A number of middle-aged critics have taken Lee's dark dream about rage and power and freedom to task for this recurrent tic of spatial-temporal swooniness, using it to swat the 49-year-old director for being more esthete than action gorgon. While watching the movie, a deeply unhappy and sorrowing mood was more apparent to me than any sort of narrative suspense, and it may be the contemplative and lyrical instances that offended some of these early reviews. (I won't even address the senselessness of experienced writers trying to explain their personal vision of what a "plausible" skyscraper-tall green id monster ought to look like.)

Aside from many knowing allusions to other pop and pulp—King Kong, anyone? Beauty? Beast?--there are sneakier riffs. Producer-co-screenwriter Schamus is a man who wrote his doctoral thesis on austere Danish master Carl Theodor Dreyer, and there's an iris-in where black consumes the entire widescreen frame except for Bana's face, straight out of a silent Dreyer film I'm struggling to recall. How does a director follow that? Lee cuts to an onrushing shot of vast desert salt flats that could even keep Michael Bay from cutting for a few seconds. The film's second hour kicks in as Banner is taken to the desert to be confined and exploited for "national security" in the bowels of a secret research lab, surrounded by teams of doctors 24-7 as if he were as fragile as Dick Cheney. When the most pissed incarnation of Hulk erupts, the planet becomes a mere trampoline, and in pursuit, the military levels part of Monument Valley as if it were merely Mesopotamia. The look on that computer-generated face is timelessly gentle, expressing, "I'm capable of this? The wind feels this way on my cheeks?" (Lee tops himself with a scene high above San Francisco Bay that tempts the stars and heaven.)
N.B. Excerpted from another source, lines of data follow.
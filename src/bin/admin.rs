//! CLI administration tool for recipegram.
//!
//! Provisions users and API tokens and performs database checks without
//! going through the HTTP API. Token issuance deliberately lives here:
//! the service itself exposes no token endpoints.
//!
//! # Usage
//!
//! ```bash
//! # Create a user
//! cargo run --bin admin -- user create --email chef@example.com
//!
//! # Create an API token for a user
//! cargo run --bin admin -- token create --email chef@example.com
//!
//! # Revoke a token by name
//! cargo run --bin admin -- token revoke "Mobile App"
//!
//! # Check database connection
//! cargo run --bin admin -- db check
//! ```
//!
//! # Environment Variables
//!
//! - `DATABASE_URL` (required): PostgreSQL connection string
//! - `TOKEN_SIGNING_SECRET` (required for token commands): HMAC key,
//!   must match the running service

use recipegram::application::services::AuthService;
use recipegram::domain::repositories::{TokenRepository, UserRepository};
use recipegram::infrastructure::persistence::{PgTokenRepository, PgUserRepository};
use recipegram::utils::token_generator::generate_token;

use anyhow::{Context, Result, bail};
use clap::{Parser, Subcommand};
use colored::Colorize;
use dialoguer::{Confirm, Input};
use sqlx::PgPool;
use std::sync::Arc;

/// Length of auto-generated raw API tokens.
const RAW_TOKEN_LENGTH: usize = 40;

/// CLI tool for managing recipegram.
#[derive(Parser)]
#[command(name = "admin")]
#[command(author, version, about, long_about = None)]
struct Cli {
    #[command(subcommand)]
    command: Commands,
}

#[derive(Subcommand)]
enum Commands {
    /// Manage users
    User {
        #[command(subcommand)]
        action: UserAction,
    },

    /// Manage API tokens
    Token {
        #[command(subcommand)]
        action: TokenAction,
    },

    /// Database operations
    Db {
        #[command(subcommand)]
        action: DbAction,
    },
}

#[derive(Subcommand)]
enum UserAction {
    /// Create a new user
    Create {
        #[arg(short, long)]
        email: Option<String>,

        #[arg(short, long)]
        username: Option<String>,

        #[arg(long, default_value = "")]
        first_name: String,

        #[arg(long, default_value = "")]
        last_name: String,
    },
}

#[derive(Subcommand)]
enum TokenAction {
    /// Create a new API token for a user
    Create {
        /// Email of the owning user
        #[arg(short, long)]
        email: Option<String>,

        /// Token name (e.g., "Mobile App")
        #[arg(short, long)]
        name: Option<String>,

        /// Skip confirmation prompt
        #[arg(short = 'y', long)]
        yes: bool,
    },

    /// Revoke every token with the given name
    Revoke { name: String },
}

#[derive(Subcommand)]
enum DbAction {
    /// Verify connectivity and show row counts
    Check,
}

#[tokio::main]
async fn main() -> Result<()> {
    dotenvy::dotenv().ok();
    let cli = Cli::parse();

    let database_url = std::env::var("DATABASE_URL").context("DATABASE_URL must be set")?;
    let pool = Arc::new(PgPool::connect(&database_url).await?);

    match cli.command {
        Commands::User { action } => match action {
            UserAction::Create {
                email,
                username,
                first_name,
                last_name,
            } => create_user(&pool, email, username, first_name, last_name).await,
        },
        Commands::Token { action } => match action {
            TokenAction::Create { email, name, yes } => {
                create_token(&pool, email, name, yes).await
            }
            TokenAction::Revoke { name } => revoke_token(&pool, &name).await,
        },
        Commands::Db { action } => match action {
            DbAction::Check => db_check(&pool).await,
        },
    }
}

async fn create_user(
    pool: &Arc<PgPool>,
    email: Option<String>,
    username: Option<String>,
    first_name: String,
    last_name: String,
) -> Result<()> {
    let email = match email {
        Some(e) => e,
        None => Input::new().with_prompt("Email").interact_text()?,
    };
    let username = match username {
        Some(u) => u,
        None => Input::new().with_prompt("Username").interact_text()?,
    };

    let users = PgUserRepository::new(pool.clone());
    let user = users
        .create(&email, &username, &first_name, &last_name)
        .await?;

    println!(
        "{} user {} (id {})",
        "Created".green().bold(),
        user.email.cyan(),
        user.id
    );
    Ok(())
}

async fn create_token(
    pool: &Arc<PgPool>,
    email: Option<String>,
    name: Option<String>,
    yes: bool,
) -> Result<()> {
    let signing_secret =
        std::env::var("TOKEN_SIGNING_SECRET").context("TOKEN_SIGNING_SECRET must be set")?;

    let email = match email {
        Some(e) => e,
        None => Input::new().with_prompt("Owner email").interact_text()?,
    };
    let name = match name {
        Some(n) => n,
        None => Input::new()
            .with_prompt("Token name")
            .default("default".to_string())
            .interact_text()?,
    };

    let users = PgUserRepository::new(pool.clone());
    let Some(user) = users.find_by_email(&email).await? else {
        bail!("No user with email {email}");
    };

    if !yes {
        let proceed = Confirm::new()
            .with_prompt(format!("Create token '{name}' for {email}?"))
            .default(true)
            .interact()?;
        if !proceed {
            println!("{}", "Aborted".yellow());
            return Ok(());
        }
    }

    let raw_token = generate_token(&mut rand::rng(), RAW_TOKEN_LENGTH);

    let tokens = Arc::new(PgTokenRepository::new(pool.clone()));
    let auth = AuthService::new(tokens.clone(), signing_secret);
    let token_hash = auth.hash_token(&raw_token);

    tokens.create(user.id, &name, &token_hash).await?;

    println!("{} token '{}' for {}", "Created".green().bold(), name, email);
    println!();
    println!("  {}", raw_token.cyan().bold());
    println!();
    println!(
        "{}",
        "Store this token now; only its hash is kept in the database.".yellow()
    );
    Ok(())
}

async fn revoke_token(pool: &Arc<PgPool>, name: &str) -> Result<()> {
    let tokens = PgTokenRepository::new(pool.clone());
    let revoked = tokens.revoke_by_name(name).await?;

    if revoked == 0 {
        println!("{} no tokens named '{}'", "Warning:".yellow().bold(), name);
    } else {
        println!("{} {} token(s) named '{}'", "Revoked".green().bold(), revoked, name);
    }
    Ok(())
}

async fn db_check(pool: &Arc<PgPool>) -> Result<()> {
    sqlx::query_scalar::<_, i32>("SELECT 1")
        .fetch_one(pool.as_ref())
        .await
        .context("Database probe failed")?;

    println!("{}", "Database connection OK".green().bold());

    for table in ["users", "recipes", "short_links", "cart_entries"] {
        let count = sqlx::query_scalar::<_, i64>(&format!("SELECT COUNT(*) FROM {table}"))
            .fetch_one(pool.as_ref())
            .await?;
        println!("  {table}: {count}");
    }
    Ok(())
}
But forget the beast for a moment and focus on the beauty who can tame him, and even collaborate with him: Connelly's Betty Ross, shot mostly without filters in wide-eyed close-ups, engaging her features, fierce smile-lines, blemishes, freckles, pocks and all. Golden light on that precious aquiline nose? A close-up of an inhumanly human face, that’s cinema to me, even amid the clatter of the two families' successive generations of Oedipal bedlam. And the lovers' reuniting echoes one of the classics of climactic grace: "You found me," Bruce, de-Hulked, murmurs. "You weren't that hard to find," Betty says, smiling. "Yes, I was," he says. It's a paraphrase of the ending of Robert Bresson's overwhelming 1959 mediation on how we move through the world, Pickpocket. Hulk's coda does not attain the purity of that masterpiece, but at least Lee, Schamus, Elmes, Universal Pictures, et al., strain toward it.